:: Work order ::
Give back the entries in full, exactly as they are written.

:: Provided records ::
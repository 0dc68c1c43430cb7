//! Message filtering applied before dispatch.
//!
//! A filter decides whether a given event's message should actually reach
//! the notification sink. The recognized policies are the ones expressible
//! in [`FilterConfig`](crate::config::FilterConfig): no filter, or a
//! case-insensitive substring match.

use crate::config::FilterConfig;

/// A compiled message filter.
///
/// Built once from the configuration at startup; the keyword is lowercased
/// at construction so each match is a single `contains` check.
#[derive(Debug, Clone, PartialEq, Eq)]
pub enum MessageFilter {
    /// Every message passes.
    None,
    /// Only messages containing the keyword pass.
    Substring {
        /// The keyword to look for, lowercased.
        keyword: String,
    },
}

impl MessageFilter {
    /// Builds a filter from its configuration.
    pub fn from_config(config: &FilterConfig) -> Self {
        match config {
            FilterConfig::None => MessageFilter::None,
            FilterConfig::Substring(keyword) => {
                MessageFilter::Substring { keyword: keyword.to_lowercase() }
            }
        }
    }

    /// Returns true when the message should be dispatched.
    pub fn matches(&self, message: &str) -> bool {
        match self {
            MessageFilter::None => true,
            MessageFilter::Substring { keyword } => {
                message.to_lowercase().contains(keyword.as_str())
            }
        }
    }
}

:: The answer ::
repository 0dc68c1c43430cb7
//! Message filtering applied before dispatch.
//!
//! A filter decides whether a given event's message should actually reach
//! the notification sink. The recognized policies are the ones expressible
//! in [`FilterConfig`](crate::config::FilterConfig): no filter, or a
//! case-insensitive substring match.

use crate::config::FilterConfig;

/// A compiled message filter.
///
/// Built once from the configuration at startup; the keyword is lowercased
/// at construction so each match is a single `contains` check.
#[derive(Debug, Clone, PartialEq, Eq)]
pub enum MessageFilter {
    /// Every message passes.
    None,
    /// Only messages containing the keyword pass.
    Substring {
        /// The keyword to look for, lowercased.
        keyword: String,
    },
}

impl MessageFilter {
    /// Builds a filter from its configuration.
    pub fn from_config(config: &FilterConfig) -> Self {
        match config {
            FilterConfig::None => MessageFilter::None,
            FilterConfig::Substring(keyword) => {
                MessageFilter::Substring { keyword: keyword.to_lowercase() }
            }
        }
    }

    /// Returns true when the message should be dispatched.
    pub fn matches(&self, message: &str) -> bool {
        match self {
            MessageFilter::None => true,
            MessageFilter::Substring { keyword } => {
                message.to_lowercase().contains(keyword.as_str())
            }
        }
    }
}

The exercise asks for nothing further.